Don Quijote de la Mancha (I,10)                                                                                                                                               Miguel de Cervantes

As águas do oceano mudaram de cor. Deixaram o azul celeste colado aos céus. Cobriram-se de um manto marrom. O veleiro Águia Real e Coração de Jesus, com seu grande porão abarrotado de volumes, navegava lentamente nesse mar de águas doces. Na ponta da proa, o cientista baiano Alexandre Rodrigues Ferreira aguardava impaciente algum sinal da cidade de Belém. Os ventos não eram favoráveis. O Brasil e o Grão Pará estavam próximos.
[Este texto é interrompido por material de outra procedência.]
// sqlite-backup/src/backup/archive.rs
use chrono::{Datelike, NaiveDateTime, Timelike};
use flate2::Compression;
use flate2::write::GzEncoder;
use std::fs::{self, File};
use std::io;
use std::path::{Path, PathBuf};
use tar::Builder;
use tempfile::NamedTempFile;
use tracing::{debug, info, warn};
use walkdir::WalkDir;
use zip::write::SimpleFileOptions;
use zip::{CompressionMethod, ZipWriter};

use super::AssetStatus;
use super::naming::{archive_stem, candidate_names};
use super::snapshot::SnapshotHandle;
use super::verification::verify_archive;
use crate::config::ArchiveFormat;
use crate::errors::{BackupError, Result};

/// Entry name of the database snapshot inside every archive.
pub const DB_ENTRY_NAME: &str = "db.sqlite3";
/// Asset files live under this directory inside the archive.
pub const MEDIA_PREFIX: &str = "media";
/// In-progress archives are written under this prefix in the destination
/// directory and only renamed to their final name once complete.
pub const PARTIAL_PREFIX: &str = ".backup-partial-";
pub const PARTIAL_SUFFIX: &str = ".tmp";

#[derive(Debug, Clone, PartialEq, Eq)]
pub struct ArchiveEntry {
    pub source: PathBuf,
    pub name: String,
}

#[derive(Debug)]
pub struct ArchiveOutcome {
    pub path: PathBuf,
    pub bytes: u64,
    pub asset_entries: usize,
    pub asset_status: AssetStatus,
}

/// Writer side of one container format.
trait ArchiveSink {
    fn append_file(&mut self, name: &str, file: &mut File) -> io::Result<()>;
    fn finish(self: Box<Self>) -> io::Result<()>;
}

struct ZipSink<'a> {
    writer: ZipWriter<&'a mut File>,
    options: SimpleFileOptions,
}

impl<'a> ZipSink<'a> {
    fn new(out: &'a mut File, captured_at: &NaiveDateTime) -> Self {
        let mut options = SimpleFileOptions::default()
            .compression_method(CompressionMethod::Deflated)
            .unix_permissions(0o644);
        if let Some(stamp) = zip_timestamp(captured_at) {
            options = options.last_modified_time(stamp);
        }
        ZipSink {
            writer: ZipWriter::new(out),
            options,
        }
    }
}

impl ArchiveSink for ZipSink<'_> {
    fn append_file(&mut self, name: &str, file: &mut File) -> io::Result<()> {
        let size = file.metadata()?.len();
        let options = self.options.clone().large_file(size >= u64::from(u32::MAX));
        self.writer.start_file(name, options).map_err(io::Error::other)?;
        io::copy(file, &mut self.writer)?;
        Ok(())
    }

    fn finish(self: Box<Self>) -> io::Result<()> {
        self.writer.finish().map_err(io::Error::other)?;
        Ok(())
    }
}

struct TarGzSink<'a> {
    builder: Builder<GzEncoder<&'a mut File>>,
}

impl<'a> TarGzSink<'a> {
    fn new(out: &'a mut File) -> Self {
        let enc = GzEncoder::new(out, Compression::default());
        TarGzSink {
            builder: Builder::new(enc),
        }
    }
}

impl ArchiveSink for TarGzSink<'_> {
    fn append_file(&mut self, name: &str, file: &mut File) -> io::Result<()> {
        self.builder.append_file(name, file)
    }

    fn finish(self: Box<Self>) -> io::Result<()> {
        let encoder = self.builder.into_inner()?;
        encoder.finish()?;
        Ok(())
    }
}

/// Lazily walks `root` and yields one entry per regular file, named
/// `media/<relative path>` with `/` separators. Symlinks are not followed.
pub fn asset_entries(root: &Path) -> impl Iterator<Item = Result<ArchiveEntry>> + '_ {
    WalkDir::new(root)
        .follow_links(false)
        .sort_by_file_name()
        .into_iter()
        .filter_map(move |entry| {
            let entry = match entry {
                Ok(entry) => entry,
                Err(e) => {
                    let path = e.path().unwrap_or(root).to_path_buf();
                    return Some(Err(BackupError::asset_read_failed(path, e)));
                }
            };
            if !entry.file_type().is_file() {
                if entry.path_is_symlink() {
                    debug!(path = %entry.path().display(), "skipping symlink in media directory");
                }
                return None;
            }
            let name = match entry.path().strip_prefix(root) {
                Ok(relative) => match media_entry_name(entry.path(), relative) {
                    Ok(name) => name,
                    Err(e) => return Some(Err(e)),
                },
                Err(e) => return Some(Err(BackupError::asset_read_failed(entry.path(), e))),
            };
            Some(Ok(ArchiveEntry {
                source: entry.into_path(),
                name,
            }))
        })
}

/// Fails on a file name that is not valid UTF-8 instead of mangling it.
fn media_entry_name(source: &Path, relative: &Path) -> Result<String> {
    let mut name = String::from(MEDIA_PREFIX);
    for component in relative.components() {
        let part = component.as_os_str().to_str().ok_or_else(|| {
            BackupError::asset_read_failed(source, "file name is not valid UTF-8")
        })?;
        name.push('/');
        name.push_str(part);
    }
    Ok(name)
}

fn zip_timestamp(captured_at: &NaiveDateTime) -> Option<zip::DateTime> {
    zip::DateTime::from_date_and_time(
        u16::try_from(captured_at.year()).ok()?,
        captured_at.month() as u8,
        captured_at.day() as u8,
        captured_at.hour() as u8,
        captured_at.minute() as u8,
        captured_at.second() as u8,
    )
    .ok()
}

/// Builds the writer for one container format on top of the partial file.
type SinkFactory =
    for<'a> fn(&'a mut File, ArchiveFormat, &NaiveDateTime) -> Box<dyn ArchiveSink + 'a>;

fn open_sink<'a>(
    out: &'a mut File,
    format: ArchiveFormat,
    captured_at: &NaiveDateTime,
) -> Box<dyn ArchiveSink + 'a> {
    match format {
        ArchiveFormat::Zip => Box::new(ZipSink::new(out, captured_at)),
        ArchiveFormat::TarGz => Box::new(TarGzSink::new(out)),
    }
}

/// Packs the snapshot and the optional media directory into one archive in
/// `destination`, then deletes the snapshot whether or not that succeeded.
///
/// With `verify` set, the finished file is reopened and checked before it is
/// given its final name; a mismatch leaves nothing behind.
pub fn assemble_archive(
    snapshot: SnapshotHandle,
    media_dir: Option<&Path>,
    destination: &Path,
    captured_at: &NaiveDateTime,
    format: ArchiveFormat,
    verify: bool,
) -> Result<ArchiveOutcome> {
    assemble_with(snapshot, media_dir, destination, captured_at, format, verify, open_sink)
}

fn assemble_with(
    snapshot: SnapshotHandle,
    media_dir: Option<&Path>,
    destination: &Path,
    captured_at: &NaiveDateTime,
    format: ArchiveFormat,
    verify: bool,
    make_sink: SinkFactory,
) -> Result<ArchiveOutcome> {
    let result = write_archive(
        &snapshot,
        media_dir,
        destination,
        captured_at,
        format,
        verify,
        make_sink,
    );
    let snapshot_path = snapshot.path().to_path_buf();
    if let Err(e) = snapshot.discard() {
        warn!(
            path = %snapshot_path.display(),
            error = %e,
            "failed to delete temporary snapshot"
        );
    }
    result
}

fn write_archive(
    snapshot: &SnapshotHandle,
    media_dir: Option<&Path>,
    destination: &Path,
    captured_at: &NaiveDateTime,
    format: ArchiveFormat,
    verify: bool,
    make_sink: SinkFactory,
) -> Result<ArchiveOutcome> {
    fs::create_dir_all(destination)
        .map_err(|e| BackupError::archive_write_failed(destination, e))?;

    // Dropping `partial` on any early return deletes the in-progress file.
    let mut partial = tempfile::Builder::new()
        .prefix(PARTIAL_PREFIX)
        .suffix(PARTIAL_SUFFIX)
        .tempfile_in(destination)
        .map_err(|e| BackupError::archive_write_failed(destination, e))?;
    debug!(partial = %partial.path().display(), "writing archive");

    let (asset_count, asset_status) = {
        let mut sink = make_sink(partial.as_file_mut(), format, captured_at);
        let assets = append_entries(sink.as_mut(), snapshot.path(), media_dir, destination)?;
        sink.finish()
            .map_err(|e| BackupError::archive_write_failed(destination, e))?;
        assets
    };

    partial
        .as_file()
        .sync_all()
        .map_err(|e| BackupError::archive_write_failed(destination, e))?;

    if verify {
        verify_archive(partial.path(), format, asset_count)?;
    }

    let path = persist_unique(partial, destination, captured_at, format)?;
    let bytes = fs::metadata(&path)
        .map_err(|e| BackupError::archive_write_failed(&path, e))?
        .len();

    info!(
        archive = %path.display(),
        bytes,
        assets = asset_count,
        "Backup archive created"
    );
    Ok(ArchiveOutcome {
        path,
        bytes,
        asset_entries: asset_count,
        asset_status,
    })
}

/// Writes `db.sqlite3` followed by the media tree into `sink`.
fn append_entries(
    sink: &mut (dyn ArchiveSink + '_),
    snapshot_path: &Path,
    media_dir: Option<&Path>,
    destination: &Path,
) -> Result<(usize, AssetStatus)> {
    let mut db_file = File::open(snapshot_path).map_err(|e| {
        BackupError::archive_write_failed(
            snapshot_path,
            format!("cannot reopen snapshot: {}", e),
        )
    })?;
    sink.append_file(DB_ENTRY_NAME, &mut db_file)
        .map_err(|e| BackupError::archive_write_failed(destination, e))?;

    match media_dir {
        None => Ok((0, AssetStatus::NotRequested)),
        Some(dir) if dir.is_dir() => {
            info!(media = %dir.display(), "Adding media folder to archive");
            let mut count = 0usize;
            for entry in asset_entries(dir) {
                let entry = entry?;
                let mut file = File::open(&entry.source)
                    .map_err(|e| BackupError::asset_read_failed(&entry.source, e))?;
                sink.append_file(&entry.name, &mut file)
                    .map_err(|e| BackupError::archive_write_failed(destination, e))?;
                count += 1;
            }
            Ok((count, AssetStatus::Included))
        }
        Some(dir) => {
            warn!(
                media = %dir.display(),
                "Media directory not found, skipping media backup"
            );
            Ok((
                0,
                AssetStatus::Missing {
                    path: dir.to_path_buf(),
                },
            ))
        }
    }
}

/// Renames the finished archive to the first free candidate name. Existing
/// files are never overwritten.
fn persist_unique(
    mut partial: NamedTempFile,
    destination: &Path,
    captured_at: &NaiveDateTime,
    format: ArchiveFormat,
) -> Result<PathBuf> {
    for name in candidate_names(captured_at, format) {
        let target = destination.join(&name);
        match partial.persist_noclobber(&target) {
            Ok(_) => return Ok(target),
            Err(e) if e.error.kind() == io::ErrorKind::AlreadyExists => {
                debug!(target = %target.display(), "archive name taken, trying next suffix");
                partial = e.file;
            }
            Err(e) => return Err(BackupError::archive_write_failed(&target, e.error)),
        }
    }
    Err(BackupError::archive_write_failed(
        destination,
        format!("every archive name for {} is already taken", archive_stem(captured_at)),
    ))
}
As águas do Amazonas invadindo o Atlântico por centenas de léguas eram a maior certeza. Logo, a silhueta do Forte do Presépio e a de Belém, iluminadas pelo sol equatorial, emergiram no horizonte. Alívio.

Ele saíra de Lisboa no primeiro de setembro do ano da graça de 1783 e estava há 50 dias no mar oceano. Há 15 anos, deixara a Bahia para estudar em Portugal. Obtivera o doutorado na Faculdade de Filosofia Natural, em 1779. Solteiro, com 27 anos, agora sua missão era explorar a Amazônia numa expedição científica, quase 150 anos após a saga de Pedro Teixeira (Revista Oeste, Ed. 257 e 259). Trazia muitos livros, um mapa completo do rio Amazonas e 17 volumes com 424 itens de equipamentos.
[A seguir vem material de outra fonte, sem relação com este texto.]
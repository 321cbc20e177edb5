// sqlite-backup/src/backup/verification.rs
use flate2::read::GzDecoder;
use std::fs::File;
use std::path::Path;
use tracing::info;

use super::archive::{DB_ENTRY_NAME, MEDIA_PREFIX};
use crate::config::ArchiveFormat;
use crate::errors::{BackupError, Result};

/// Lists the entry names stored in a finished archive, sorted.
pub fn list_entries(archive_path: &Path, format: ArchiveFormat) -> Result<Vec<String>> {
    let file = File::open(archive_path).map_err(|e| {
        BackupError::VerificationFailed(format!(
            "cannot open {}: {}",
            archive_path.display(),
            e
        ))
    })?;

    let mut names = match format {
        ArchiveFormat::Zip => {
            let archive = zip::ZipArchive::new(file).map_err(|e| {
                BackupError::VerificationFailed(format!(
                    "{} is not a readable zip archive: {}",
                    archive_path.display(),
                    e
                ))
            })?;
            archive.file_names().map(str::to_string).collect::<Vec<_>>()
        }
        ArchiveFormat::TarGz => {
            let mut archive = tar::Archive::new(GzDecoder::new(file));
            let unreadable = |e: std::io::Error| {
                BackupError::VerificationFailed(format!(
                    "{} is not a readable tar.gz archive: {}",
                    archive_path.display(),
                    e
                ))
            };
            let mut names = Vec::new();
            for entry in archive.entries().map_err(unreadable)? {
                let entry = entry.map_err(unreadable)?;
                let path = entry.path().map_err(unreadable)?;
                names.push(path.to_string_lossy().into_owned());
            }
            names
        }
    };
    names.sort();
    Ok(names)
}

/// Checks that the archive holds exactly one database entry and the
/// expected number of media entries, and nothing else.
pub fn verify_archive(
    archive_path: &Path,
    format: ArchiveFormat,
    expected_assets: usize,
) -> Result<()> {
    let names = list_entries(archive_path, format)?;
    let media_prefix = format!("{}/", MEDIA_PREFIX);

    let db_entries = names.iter().filter(|n| n.as_str() == DB_ENTRY_NAME).count();
    let media_entries = names.iter().filter(|n| n.starts_with(&media_prefix)).count();

    if db_entries != 1 {
        return Err(BackupError::VerificationFailed(format!(
            "expected one {} entry in {}, found {}",
            DB_ENTRY_NAME,
            archive_path.display(),
            db_entries
        )));
    }
    if media_entries != expected_assets {
        return Err(BackupError::VerificationFailed(format!(
            "expected {} media entries in {}, found {}",
            expected_assets,
            archive_path.display(),
            media_entries
        )));
    }
    if names.len() != 1 + media_entries {
        return Err(BackupError::VerificationFailed(format!(
            "unexpected entries in {}: {:?}",
            archive_path.display(),
            names
        )));
    }

    info!(
        archive = %archive_path.display(),
        entries = names.len(),
        "Archive verified"
    );
    Ok(())
}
Influenciaram em sua formação, Domingos Vandelli e Giovanni Dalla Bella, botânicos e professores de ciências naturais da Universidade de Coimbra. Vandelli fundara o Museu de História Natural e o Jardim Botânico da Ajuda em 1768, dedicados a plantas úteis à medicina e à economia. Sobre o sentido prático da botânica, ele afirmou: A mim nenhum obséquio faz à filosofia, quem a estuda por deleitável (…) o grau de aplicação que merece uma ciência mede-se pela sua utilidade.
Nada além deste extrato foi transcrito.